**Aim of the exercise**
Each line of the data below containing "UnexpectedChar" needs to be listed.

**Listed entries**
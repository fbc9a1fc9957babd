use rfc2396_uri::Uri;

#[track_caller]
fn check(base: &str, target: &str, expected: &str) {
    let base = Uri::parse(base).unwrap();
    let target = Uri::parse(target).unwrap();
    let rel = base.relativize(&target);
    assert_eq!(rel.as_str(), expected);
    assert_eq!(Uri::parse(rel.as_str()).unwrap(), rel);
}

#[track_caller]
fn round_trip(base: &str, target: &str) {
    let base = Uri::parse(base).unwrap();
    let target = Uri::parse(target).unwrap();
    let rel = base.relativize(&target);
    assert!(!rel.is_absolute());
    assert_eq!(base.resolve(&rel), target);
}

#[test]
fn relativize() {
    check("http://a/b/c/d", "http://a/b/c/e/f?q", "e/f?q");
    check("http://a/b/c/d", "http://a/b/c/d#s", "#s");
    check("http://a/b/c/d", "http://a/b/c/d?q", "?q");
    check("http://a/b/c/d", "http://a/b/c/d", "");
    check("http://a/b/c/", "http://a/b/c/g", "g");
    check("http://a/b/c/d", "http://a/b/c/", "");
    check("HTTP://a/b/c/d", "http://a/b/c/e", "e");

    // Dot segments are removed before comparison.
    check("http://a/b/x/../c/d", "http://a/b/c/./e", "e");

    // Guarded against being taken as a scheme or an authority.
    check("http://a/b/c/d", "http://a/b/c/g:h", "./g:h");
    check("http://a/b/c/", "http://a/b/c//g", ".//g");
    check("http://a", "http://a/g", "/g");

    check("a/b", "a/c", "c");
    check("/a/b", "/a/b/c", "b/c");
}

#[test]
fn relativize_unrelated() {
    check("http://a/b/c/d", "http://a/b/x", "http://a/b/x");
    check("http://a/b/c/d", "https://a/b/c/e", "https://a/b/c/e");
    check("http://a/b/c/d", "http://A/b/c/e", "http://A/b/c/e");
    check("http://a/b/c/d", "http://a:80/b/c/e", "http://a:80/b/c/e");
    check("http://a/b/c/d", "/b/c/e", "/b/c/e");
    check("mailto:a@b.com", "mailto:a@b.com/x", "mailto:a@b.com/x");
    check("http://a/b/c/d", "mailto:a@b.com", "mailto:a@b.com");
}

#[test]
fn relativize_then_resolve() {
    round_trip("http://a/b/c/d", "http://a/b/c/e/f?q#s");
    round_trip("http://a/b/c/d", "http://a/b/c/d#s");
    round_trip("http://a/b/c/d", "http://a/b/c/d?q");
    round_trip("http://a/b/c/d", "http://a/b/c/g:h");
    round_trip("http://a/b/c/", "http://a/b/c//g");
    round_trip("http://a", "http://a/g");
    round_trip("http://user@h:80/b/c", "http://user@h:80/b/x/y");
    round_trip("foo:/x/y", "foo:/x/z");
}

==

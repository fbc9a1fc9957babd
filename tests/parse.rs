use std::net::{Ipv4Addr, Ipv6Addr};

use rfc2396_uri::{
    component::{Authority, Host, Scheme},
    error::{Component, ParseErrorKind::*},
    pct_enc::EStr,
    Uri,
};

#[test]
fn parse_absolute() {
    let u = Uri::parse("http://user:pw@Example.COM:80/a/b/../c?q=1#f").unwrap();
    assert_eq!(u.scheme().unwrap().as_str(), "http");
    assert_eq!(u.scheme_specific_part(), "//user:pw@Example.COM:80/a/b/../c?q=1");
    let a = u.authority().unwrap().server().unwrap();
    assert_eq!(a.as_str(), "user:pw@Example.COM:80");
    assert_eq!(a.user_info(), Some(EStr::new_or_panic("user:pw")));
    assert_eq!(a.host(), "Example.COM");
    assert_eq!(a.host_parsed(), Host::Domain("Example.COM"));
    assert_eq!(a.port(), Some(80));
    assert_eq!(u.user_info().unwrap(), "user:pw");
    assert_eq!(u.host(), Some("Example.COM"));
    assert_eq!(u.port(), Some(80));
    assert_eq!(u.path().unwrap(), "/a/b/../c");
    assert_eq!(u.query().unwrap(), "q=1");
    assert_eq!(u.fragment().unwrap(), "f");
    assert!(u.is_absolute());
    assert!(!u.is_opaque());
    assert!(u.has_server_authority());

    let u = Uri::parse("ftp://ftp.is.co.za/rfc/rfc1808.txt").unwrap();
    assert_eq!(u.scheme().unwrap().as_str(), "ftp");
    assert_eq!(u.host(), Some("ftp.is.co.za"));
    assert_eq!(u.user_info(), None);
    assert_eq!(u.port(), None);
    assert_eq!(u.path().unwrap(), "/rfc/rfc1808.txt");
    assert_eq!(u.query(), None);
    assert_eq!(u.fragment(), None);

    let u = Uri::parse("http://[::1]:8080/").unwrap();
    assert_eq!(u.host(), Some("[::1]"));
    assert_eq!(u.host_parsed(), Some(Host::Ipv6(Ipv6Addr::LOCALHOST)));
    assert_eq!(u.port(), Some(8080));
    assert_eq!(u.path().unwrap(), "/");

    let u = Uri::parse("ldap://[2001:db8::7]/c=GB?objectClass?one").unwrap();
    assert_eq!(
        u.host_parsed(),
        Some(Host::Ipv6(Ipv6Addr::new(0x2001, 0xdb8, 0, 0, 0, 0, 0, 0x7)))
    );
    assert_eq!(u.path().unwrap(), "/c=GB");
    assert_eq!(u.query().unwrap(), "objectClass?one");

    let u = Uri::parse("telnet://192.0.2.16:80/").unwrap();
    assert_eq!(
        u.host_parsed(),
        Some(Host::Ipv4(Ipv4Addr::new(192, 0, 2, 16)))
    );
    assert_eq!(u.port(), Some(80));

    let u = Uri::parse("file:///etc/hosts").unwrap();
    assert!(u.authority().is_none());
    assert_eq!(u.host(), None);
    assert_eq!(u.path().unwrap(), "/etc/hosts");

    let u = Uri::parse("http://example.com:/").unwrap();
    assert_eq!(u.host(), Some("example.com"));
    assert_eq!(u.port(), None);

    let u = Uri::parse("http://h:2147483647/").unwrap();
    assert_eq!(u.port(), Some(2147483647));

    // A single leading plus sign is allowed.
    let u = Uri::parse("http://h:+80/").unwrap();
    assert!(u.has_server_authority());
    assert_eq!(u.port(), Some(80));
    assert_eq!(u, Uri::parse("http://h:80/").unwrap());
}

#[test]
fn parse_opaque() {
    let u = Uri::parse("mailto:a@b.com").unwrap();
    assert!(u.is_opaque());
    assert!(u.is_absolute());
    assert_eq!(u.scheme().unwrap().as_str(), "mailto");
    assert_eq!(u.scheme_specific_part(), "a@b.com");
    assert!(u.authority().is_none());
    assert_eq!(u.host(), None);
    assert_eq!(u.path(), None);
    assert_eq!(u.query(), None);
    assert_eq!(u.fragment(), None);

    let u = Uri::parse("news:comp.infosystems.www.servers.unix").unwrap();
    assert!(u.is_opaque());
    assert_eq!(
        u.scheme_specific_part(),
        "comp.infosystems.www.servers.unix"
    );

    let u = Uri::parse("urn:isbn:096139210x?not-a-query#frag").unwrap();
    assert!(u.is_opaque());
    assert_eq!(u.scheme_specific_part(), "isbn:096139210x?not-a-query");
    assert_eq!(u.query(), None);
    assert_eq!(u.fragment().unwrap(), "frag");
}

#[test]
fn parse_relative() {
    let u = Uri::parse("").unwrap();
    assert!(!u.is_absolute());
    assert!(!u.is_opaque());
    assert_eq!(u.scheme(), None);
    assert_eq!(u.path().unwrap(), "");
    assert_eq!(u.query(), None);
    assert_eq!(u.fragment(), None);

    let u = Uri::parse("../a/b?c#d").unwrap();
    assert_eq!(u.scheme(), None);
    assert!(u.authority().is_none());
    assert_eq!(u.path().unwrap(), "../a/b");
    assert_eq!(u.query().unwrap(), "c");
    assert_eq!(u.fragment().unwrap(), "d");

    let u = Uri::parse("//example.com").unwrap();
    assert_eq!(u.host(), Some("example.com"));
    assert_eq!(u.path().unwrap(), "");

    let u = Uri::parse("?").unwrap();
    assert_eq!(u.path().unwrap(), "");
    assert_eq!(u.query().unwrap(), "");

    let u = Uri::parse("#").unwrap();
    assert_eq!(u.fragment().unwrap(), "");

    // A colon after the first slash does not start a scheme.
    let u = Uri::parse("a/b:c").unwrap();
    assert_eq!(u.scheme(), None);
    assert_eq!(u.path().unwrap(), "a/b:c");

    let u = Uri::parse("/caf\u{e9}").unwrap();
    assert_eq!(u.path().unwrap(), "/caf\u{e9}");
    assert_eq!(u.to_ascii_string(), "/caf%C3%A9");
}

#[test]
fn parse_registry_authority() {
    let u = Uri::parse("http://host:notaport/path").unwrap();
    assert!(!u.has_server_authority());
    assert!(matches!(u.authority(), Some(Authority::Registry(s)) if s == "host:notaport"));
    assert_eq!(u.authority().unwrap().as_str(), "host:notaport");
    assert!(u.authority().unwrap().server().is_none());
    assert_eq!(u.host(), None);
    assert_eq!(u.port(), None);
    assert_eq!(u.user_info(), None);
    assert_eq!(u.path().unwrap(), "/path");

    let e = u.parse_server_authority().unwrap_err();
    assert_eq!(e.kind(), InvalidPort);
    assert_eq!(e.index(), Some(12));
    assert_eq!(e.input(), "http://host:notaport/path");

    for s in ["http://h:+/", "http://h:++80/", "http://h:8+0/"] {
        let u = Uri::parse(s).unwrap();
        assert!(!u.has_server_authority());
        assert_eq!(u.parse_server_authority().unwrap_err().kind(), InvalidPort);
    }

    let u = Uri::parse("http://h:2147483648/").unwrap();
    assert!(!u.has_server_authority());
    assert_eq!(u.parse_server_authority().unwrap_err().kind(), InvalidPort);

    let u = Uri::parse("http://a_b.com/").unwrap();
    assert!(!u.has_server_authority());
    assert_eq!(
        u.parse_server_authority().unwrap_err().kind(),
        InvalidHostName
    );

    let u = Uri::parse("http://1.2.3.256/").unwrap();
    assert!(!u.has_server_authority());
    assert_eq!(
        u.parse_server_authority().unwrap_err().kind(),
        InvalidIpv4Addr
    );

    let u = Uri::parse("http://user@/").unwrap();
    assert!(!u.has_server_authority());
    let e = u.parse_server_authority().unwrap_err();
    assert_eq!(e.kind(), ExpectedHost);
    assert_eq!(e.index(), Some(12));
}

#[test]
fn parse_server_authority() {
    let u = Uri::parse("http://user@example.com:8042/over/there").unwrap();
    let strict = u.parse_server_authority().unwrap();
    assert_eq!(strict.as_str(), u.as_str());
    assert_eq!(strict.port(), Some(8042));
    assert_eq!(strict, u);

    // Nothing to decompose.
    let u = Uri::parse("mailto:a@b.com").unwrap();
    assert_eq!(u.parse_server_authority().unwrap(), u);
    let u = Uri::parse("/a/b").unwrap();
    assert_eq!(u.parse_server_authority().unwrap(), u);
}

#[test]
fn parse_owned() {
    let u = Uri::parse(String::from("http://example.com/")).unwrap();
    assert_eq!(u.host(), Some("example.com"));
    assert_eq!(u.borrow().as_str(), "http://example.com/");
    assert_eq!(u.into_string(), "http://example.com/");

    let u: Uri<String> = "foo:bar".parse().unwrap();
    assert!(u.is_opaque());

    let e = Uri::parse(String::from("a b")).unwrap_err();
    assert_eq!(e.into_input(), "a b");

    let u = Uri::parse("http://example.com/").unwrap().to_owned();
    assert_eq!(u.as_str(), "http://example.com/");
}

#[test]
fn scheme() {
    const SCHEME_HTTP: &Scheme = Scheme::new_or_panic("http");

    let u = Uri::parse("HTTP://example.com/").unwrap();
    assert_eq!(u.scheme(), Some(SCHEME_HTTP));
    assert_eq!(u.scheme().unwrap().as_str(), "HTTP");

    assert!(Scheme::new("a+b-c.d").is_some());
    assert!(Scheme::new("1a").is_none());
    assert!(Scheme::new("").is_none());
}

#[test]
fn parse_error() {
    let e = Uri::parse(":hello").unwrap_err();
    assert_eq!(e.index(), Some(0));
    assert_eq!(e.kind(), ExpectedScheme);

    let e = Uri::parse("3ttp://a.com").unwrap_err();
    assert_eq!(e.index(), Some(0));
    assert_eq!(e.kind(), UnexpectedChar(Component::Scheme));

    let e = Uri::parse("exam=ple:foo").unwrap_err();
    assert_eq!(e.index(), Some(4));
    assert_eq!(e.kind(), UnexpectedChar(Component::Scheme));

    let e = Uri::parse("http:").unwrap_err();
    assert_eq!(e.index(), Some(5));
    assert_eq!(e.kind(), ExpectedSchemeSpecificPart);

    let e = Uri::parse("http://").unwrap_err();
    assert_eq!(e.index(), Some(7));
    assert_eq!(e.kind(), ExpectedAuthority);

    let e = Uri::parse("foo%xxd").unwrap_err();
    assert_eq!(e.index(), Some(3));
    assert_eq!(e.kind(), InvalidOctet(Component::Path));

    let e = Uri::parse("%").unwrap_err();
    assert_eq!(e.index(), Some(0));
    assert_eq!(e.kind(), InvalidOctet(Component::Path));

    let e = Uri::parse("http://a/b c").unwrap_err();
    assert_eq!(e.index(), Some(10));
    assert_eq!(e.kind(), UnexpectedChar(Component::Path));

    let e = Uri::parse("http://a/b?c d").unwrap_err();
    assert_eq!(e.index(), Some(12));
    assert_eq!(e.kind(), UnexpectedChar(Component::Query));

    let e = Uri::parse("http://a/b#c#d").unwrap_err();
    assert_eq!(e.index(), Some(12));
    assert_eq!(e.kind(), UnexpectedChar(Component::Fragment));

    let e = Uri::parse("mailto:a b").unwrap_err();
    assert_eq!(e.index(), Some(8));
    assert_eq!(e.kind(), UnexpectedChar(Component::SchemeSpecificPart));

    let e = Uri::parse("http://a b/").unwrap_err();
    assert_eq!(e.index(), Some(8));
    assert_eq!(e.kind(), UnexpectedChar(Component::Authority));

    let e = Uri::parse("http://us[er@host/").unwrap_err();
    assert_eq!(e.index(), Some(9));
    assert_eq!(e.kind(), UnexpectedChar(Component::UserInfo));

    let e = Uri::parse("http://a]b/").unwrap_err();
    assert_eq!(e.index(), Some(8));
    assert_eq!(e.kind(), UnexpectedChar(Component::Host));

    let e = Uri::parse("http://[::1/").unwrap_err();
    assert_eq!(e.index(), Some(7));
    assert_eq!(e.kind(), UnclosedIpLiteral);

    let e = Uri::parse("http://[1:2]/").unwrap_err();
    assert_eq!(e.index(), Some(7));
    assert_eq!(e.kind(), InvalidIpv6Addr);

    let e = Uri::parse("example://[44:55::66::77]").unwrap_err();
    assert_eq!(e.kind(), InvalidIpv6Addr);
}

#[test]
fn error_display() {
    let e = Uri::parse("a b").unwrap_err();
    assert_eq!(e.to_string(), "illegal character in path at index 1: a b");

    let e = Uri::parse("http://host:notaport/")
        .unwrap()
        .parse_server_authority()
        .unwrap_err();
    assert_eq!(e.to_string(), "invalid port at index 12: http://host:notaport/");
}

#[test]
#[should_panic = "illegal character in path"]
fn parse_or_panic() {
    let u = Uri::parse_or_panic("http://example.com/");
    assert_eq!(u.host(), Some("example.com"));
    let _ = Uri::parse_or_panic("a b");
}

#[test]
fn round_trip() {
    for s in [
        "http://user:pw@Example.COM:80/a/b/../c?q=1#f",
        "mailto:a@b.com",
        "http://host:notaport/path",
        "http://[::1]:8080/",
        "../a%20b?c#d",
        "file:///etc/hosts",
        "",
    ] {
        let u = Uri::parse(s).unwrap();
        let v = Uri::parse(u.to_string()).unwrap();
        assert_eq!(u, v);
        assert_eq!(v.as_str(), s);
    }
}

**Exercise output**
    assert_eq!(e.kind(), UnexpectedChar(Component::Scheme));
    assert_eq!(e.kind(), UnexpectedChar(Component::Scheme));
    assert_eq!(e.kind(), UnexpectedChar(Component::Path));
    assert_eq!(e.kind(), UnexpectedChar(Component::Query));
    assert_eq!(e.kind(), UnexpectedChar(Component::Fragment));
    assert_eq!(e.kind(), UnexpectedChar(Component::SchemeSpecificPart));
    assert_eq!(e.kind(), UnexpectedChar(Component::Authority));
    assert_eq!(e.kind(), UnexpectedChar(Component::UserInfo));
    assert_eq!(e.kind(), UnexpectedChar(Component::Host));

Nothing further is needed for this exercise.